Still, “there have been many visits from which I have come out empty-handed over the last 14 years,” he said. “I’ve always kept my expectations not too high for this series of outcrops.”
On this trip in 2012, he combed the deposits for half a day without much luck when a small bone, partially exposed in the sediment, caught his eye. He examined it with his hand lens.
“At the moment, I couldn’t wrap my mind as to what it was,” Velez-Juarbe said. “Then once I got back home, cleaned around it with a needle to see it better and checked some references, I knew I had found the oldest frog in the Caribbean.”
The ancient coquí displaces an amber frog fossil discovered in the Dominican Republic in 1987 for the title of oldest Caribbean frog. While the amber fossil was originally estimated to be 40 million years old, scientists now date Dominican amber to about 20 million to 15 million years ago, Blackburn said.

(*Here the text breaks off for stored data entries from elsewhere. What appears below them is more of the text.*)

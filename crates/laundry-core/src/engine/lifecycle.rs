//! Lifecycle management for the laundry engine.
//!
//! Initialization loads the flow, resolves the configured session and takes
//! its first subscription snapshot. None of these steps fail startup: each
//! one degrades to its documented fallback and logs the cause.

use super::{EngineError, LaundryEngine};

impl LaundryEngine {
	/// Performs the initial loads before running.
	pub async fn initialize(&self) -> Result<(), EngineError> {
		tracing::info!(service_id = %self.config.service.id, "Initializing laundry engine");

		if let Err(e) = self.reload_flow().await {
			tracing::warn!(error = %e, "Starting with an empty flow, statuses render as raw keys");
		}

		let session = self.default_session().await;
		if session.gate().snapshot().is_none() {
			tracing::info!("No subscription snapshot yet, sales are allowed");
		}

		Ok(())
	}

	/// Performs cleanup operations.
	pub async fn shutdown(&self) -> Result<(), EngineError> {
		tracing::info!("Shutting down laundry engine");

		let dropped = self
			.contexts()
			.iter()
			.filter(|context| context.gate.dismiss())
			.count();
		if dropped > 0 {
			tracing::warn!(dropped, "Dropped sales that were awaiting subscription acknowledgement");
		}

		Ok(())
	}
}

Based on genetic data and family trees, scientists had hypothesized rain frogs lived in the Caribbean during the Oligocene, but lacked any fossil evidence. The small, lightweight bones of frogs often do not preserve well, especially when combined with the hot, humid climate of the tropics.
Matching a single bone fragment to a genus or species “is not always an easy process,” Velez-Juarbe said. It can also depend on finding the right expert. His quest for help identifying the fossil turned up empty until a 2017 visit to the Florida Museum where he had once been a postdoctoral researcher.
“I got to talk with Dave about projects, and the rest is now history,” he said.
Possibly first arriving in the Caribbean by rafting from South America, frogs in the genus Eleutherodactylus, which encompasses some 200 species, dominate the region today.
“This is the most diverse group by two orders of magnitude in the Caribbean,” Blackburn said. “They’ve diversified into all these different specialists with various forms and body sizes. Several invasive species also happen to be from this genus. All this raises the question of how they got to be this way.”
One partial arm bone may not tell the whole story of coquí evolution – but it’s a start.
“I am thrilled that, little by little, we are learning about the wildlife that lived in Puerto Rico 29-27 million years ago,” Velez-Juarbe said. “Finds like this help us unravel the origins of the animals we see in the Caribbean today.”